(Dataset entries)
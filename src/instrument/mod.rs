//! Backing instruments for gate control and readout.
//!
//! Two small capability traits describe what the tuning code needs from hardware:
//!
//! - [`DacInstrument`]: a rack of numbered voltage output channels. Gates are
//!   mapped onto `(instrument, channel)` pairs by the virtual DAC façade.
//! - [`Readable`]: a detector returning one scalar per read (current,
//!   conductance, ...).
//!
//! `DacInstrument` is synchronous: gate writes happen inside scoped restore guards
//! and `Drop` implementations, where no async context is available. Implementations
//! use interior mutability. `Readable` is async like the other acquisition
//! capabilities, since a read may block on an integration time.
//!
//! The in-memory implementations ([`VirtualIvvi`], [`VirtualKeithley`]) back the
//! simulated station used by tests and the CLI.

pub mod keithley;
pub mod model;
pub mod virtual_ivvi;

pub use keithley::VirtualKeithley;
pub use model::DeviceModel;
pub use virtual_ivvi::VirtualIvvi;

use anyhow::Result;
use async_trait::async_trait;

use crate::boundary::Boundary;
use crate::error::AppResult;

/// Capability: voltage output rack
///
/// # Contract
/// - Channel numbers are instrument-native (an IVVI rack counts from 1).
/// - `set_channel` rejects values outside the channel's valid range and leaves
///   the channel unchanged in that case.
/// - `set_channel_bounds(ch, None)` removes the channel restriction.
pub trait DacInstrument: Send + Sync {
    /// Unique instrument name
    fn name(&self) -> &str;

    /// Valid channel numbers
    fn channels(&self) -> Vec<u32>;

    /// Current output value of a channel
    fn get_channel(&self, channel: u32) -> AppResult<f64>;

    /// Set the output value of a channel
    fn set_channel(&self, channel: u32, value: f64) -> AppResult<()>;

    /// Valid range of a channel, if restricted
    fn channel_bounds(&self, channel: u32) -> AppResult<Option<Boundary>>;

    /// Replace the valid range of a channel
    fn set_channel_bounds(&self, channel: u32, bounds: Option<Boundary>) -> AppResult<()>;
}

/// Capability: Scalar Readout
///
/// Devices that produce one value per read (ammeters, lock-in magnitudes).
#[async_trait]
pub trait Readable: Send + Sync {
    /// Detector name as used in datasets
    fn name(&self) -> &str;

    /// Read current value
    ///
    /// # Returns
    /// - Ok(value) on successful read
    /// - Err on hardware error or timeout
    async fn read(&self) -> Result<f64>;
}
==
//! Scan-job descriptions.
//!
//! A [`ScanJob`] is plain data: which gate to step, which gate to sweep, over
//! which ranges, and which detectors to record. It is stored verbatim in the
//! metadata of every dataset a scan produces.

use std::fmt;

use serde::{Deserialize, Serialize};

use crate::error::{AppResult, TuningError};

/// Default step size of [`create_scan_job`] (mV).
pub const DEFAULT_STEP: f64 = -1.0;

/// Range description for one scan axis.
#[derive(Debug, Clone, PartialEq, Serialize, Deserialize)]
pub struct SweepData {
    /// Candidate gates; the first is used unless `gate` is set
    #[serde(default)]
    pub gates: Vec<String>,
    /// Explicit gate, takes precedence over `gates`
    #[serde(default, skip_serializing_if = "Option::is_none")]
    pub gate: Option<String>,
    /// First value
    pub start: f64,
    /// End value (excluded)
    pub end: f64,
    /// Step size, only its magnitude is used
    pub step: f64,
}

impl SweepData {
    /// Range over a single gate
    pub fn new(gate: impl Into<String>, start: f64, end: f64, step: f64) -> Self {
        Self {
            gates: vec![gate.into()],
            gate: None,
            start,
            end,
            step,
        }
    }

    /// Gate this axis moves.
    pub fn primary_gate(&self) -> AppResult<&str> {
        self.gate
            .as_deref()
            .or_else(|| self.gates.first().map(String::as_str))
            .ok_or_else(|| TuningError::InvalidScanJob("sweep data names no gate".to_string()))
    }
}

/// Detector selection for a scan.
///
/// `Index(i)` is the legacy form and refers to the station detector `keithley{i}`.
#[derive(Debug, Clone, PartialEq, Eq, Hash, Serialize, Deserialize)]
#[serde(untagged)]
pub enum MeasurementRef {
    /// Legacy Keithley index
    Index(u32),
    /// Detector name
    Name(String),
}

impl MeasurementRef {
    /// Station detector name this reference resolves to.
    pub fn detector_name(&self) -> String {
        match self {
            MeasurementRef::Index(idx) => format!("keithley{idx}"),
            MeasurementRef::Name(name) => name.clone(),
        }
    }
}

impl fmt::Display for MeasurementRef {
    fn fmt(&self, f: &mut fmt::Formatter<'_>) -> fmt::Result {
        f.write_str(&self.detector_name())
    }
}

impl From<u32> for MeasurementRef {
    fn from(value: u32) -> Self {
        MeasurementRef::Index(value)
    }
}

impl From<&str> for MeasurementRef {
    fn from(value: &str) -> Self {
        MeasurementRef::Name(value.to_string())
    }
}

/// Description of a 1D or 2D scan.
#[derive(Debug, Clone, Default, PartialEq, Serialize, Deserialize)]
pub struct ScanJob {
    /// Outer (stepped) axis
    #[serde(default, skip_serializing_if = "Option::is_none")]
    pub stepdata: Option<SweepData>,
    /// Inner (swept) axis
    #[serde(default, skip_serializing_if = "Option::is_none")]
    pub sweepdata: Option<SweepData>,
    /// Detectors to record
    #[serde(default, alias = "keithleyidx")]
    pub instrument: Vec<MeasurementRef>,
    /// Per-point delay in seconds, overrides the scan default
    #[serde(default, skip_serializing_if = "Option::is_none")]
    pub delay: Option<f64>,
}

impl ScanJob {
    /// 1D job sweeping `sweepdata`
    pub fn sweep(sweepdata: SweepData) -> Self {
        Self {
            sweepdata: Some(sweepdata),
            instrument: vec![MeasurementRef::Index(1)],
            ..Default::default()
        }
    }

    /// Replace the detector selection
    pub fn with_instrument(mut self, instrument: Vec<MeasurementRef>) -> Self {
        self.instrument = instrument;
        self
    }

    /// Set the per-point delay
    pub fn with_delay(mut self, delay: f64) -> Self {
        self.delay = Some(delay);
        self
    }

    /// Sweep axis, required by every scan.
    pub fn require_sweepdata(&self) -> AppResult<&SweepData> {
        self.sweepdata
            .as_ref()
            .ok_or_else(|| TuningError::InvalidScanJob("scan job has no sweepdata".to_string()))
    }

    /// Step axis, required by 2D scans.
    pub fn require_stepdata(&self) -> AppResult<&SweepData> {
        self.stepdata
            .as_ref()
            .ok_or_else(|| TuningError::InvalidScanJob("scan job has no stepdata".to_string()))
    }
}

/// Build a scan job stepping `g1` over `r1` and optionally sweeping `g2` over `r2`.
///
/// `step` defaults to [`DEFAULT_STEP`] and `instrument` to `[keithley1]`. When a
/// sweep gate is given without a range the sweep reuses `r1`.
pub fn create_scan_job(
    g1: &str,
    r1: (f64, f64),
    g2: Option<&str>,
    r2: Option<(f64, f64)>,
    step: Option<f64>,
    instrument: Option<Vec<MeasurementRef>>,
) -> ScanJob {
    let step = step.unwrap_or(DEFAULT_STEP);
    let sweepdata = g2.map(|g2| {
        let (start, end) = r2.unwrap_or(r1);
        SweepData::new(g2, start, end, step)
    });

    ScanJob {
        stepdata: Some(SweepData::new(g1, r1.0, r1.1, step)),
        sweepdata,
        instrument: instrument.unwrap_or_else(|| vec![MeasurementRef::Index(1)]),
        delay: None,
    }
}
==
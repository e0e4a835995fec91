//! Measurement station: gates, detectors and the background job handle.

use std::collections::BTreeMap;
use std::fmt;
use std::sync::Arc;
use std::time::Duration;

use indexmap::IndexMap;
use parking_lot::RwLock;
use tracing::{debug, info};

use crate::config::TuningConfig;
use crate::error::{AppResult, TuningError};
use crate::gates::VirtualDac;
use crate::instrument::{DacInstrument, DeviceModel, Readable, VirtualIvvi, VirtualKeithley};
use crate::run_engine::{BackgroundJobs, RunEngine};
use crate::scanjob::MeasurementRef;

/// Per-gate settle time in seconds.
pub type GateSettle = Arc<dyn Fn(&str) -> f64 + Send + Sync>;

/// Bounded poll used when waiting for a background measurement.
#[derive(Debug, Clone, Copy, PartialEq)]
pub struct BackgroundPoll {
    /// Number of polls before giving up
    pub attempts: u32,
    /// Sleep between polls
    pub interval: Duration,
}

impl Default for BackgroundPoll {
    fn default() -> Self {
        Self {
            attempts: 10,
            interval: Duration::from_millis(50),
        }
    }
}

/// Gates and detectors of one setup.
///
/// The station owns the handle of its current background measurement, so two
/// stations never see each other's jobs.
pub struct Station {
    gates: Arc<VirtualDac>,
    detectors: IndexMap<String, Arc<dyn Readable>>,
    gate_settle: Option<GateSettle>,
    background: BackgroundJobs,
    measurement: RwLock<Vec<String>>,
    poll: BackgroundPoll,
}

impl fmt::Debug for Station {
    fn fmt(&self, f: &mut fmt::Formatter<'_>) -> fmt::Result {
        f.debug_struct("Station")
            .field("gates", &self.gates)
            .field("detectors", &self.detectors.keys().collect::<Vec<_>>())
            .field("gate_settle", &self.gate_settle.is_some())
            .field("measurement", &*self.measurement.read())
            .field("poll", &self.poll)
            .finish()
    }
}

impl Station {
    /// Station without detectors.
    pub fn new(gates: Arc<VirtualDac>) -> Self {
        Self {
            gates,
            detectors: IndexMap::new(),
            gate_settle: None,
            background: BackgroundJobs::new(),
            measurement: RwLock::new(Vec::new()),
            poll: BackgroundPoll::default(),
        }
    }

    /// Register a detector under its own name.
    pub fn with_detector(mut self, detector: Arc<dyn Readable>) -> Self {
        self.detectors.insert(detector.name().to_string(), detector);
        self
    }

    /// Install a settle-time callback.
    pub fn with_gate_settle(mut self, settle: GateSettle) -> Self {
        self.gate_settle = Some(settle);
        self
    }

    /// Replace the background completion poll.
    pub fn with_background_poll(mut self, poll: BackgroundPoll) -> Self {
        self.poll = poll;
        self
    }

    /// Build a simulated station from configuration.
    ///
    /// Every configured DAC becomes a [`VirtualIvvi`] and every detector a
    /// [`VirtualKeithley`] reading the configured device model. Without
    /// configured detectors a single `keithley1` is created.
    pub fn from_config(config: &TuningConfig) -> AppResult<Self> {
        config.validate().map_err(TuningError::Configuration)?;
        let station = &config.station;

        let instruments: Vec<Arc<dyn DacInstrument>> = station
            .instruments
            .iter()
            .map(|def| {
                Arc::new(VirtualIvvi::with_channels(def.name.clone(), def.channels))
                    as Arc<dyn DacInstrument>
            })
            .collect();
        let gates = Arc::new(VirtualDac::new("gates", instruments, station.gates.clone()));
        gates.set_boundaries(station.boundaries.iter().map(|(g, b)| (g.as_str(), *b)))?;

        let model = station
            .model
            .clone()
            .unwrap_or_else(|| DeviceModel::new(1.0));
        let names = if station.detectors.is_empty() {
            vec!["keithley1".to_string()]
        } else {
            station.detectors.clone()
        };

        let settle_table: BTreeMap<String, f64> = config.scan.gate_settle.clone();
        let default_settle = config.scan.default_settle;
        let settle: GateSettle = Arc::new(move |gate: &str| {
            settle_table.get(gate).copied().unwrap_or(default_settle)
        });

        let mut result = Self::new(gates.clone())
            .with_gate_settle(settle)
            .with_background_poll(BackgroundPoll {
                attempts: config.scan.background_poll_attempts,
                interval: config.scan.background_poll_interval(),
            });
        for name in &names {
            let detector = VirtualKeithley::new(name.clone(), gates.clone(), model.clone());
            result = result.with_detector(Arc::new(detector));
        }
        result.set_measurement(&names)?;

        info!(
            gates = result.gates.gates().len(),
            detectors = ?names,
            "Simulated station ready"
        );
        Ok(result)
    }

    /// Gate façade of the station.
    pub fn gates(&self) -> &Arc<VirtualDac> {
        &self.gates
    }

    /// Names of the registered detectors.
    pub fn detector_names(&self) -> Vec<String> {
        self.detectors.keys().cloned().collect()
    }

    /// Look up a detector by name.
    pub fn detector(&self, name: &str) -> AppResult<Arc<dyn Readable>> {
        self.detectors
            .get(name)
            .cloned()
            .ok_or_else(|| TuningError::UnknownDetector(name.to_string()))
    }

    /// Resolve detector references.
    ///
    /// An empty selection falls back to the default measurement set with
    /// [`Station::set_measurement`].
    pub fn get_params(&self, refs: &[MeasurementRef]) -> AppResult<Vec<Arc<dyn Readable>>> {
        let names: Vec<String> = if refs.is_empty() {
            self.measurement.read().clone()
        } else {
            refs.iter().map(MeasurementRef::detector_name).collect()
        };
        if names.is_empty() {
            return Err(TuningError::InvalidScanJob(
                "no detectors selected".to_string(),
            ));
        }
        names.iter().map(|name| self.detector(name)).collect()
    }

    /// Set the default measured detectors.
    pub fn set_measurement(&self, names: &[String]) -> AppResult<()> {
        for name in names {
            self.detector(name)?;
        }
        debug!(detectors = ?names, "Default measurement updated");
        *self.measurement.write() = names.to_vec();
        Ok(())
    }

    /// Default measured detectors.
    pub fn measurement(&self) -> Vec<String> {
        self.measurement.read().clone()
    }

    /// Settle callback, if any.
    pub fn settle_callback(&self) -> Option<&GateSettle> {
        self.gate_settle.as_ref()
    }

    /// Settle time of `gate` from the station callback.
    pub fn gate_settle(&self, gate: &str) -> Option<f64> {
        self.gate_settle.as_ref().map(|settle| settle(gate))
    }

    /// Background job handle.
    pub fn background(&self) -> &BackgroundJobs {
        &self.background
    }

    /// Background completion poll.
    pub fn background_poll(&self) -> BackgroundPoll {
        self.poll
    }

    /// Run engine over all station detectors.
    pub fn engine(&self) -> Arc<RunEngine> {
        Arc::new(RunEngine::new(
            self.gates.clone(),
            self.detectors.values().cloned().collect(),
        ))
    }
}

The task
Search the data above for lines holding "rack" and copy each of them.

Result of this exercise
//! - [`DacInstrument`]: a rack of numbered voltage output channels. Gates are
/// Capability: voltage output rack
/// - Channel numbers are instrument-native (an IVVI rack counts from 1).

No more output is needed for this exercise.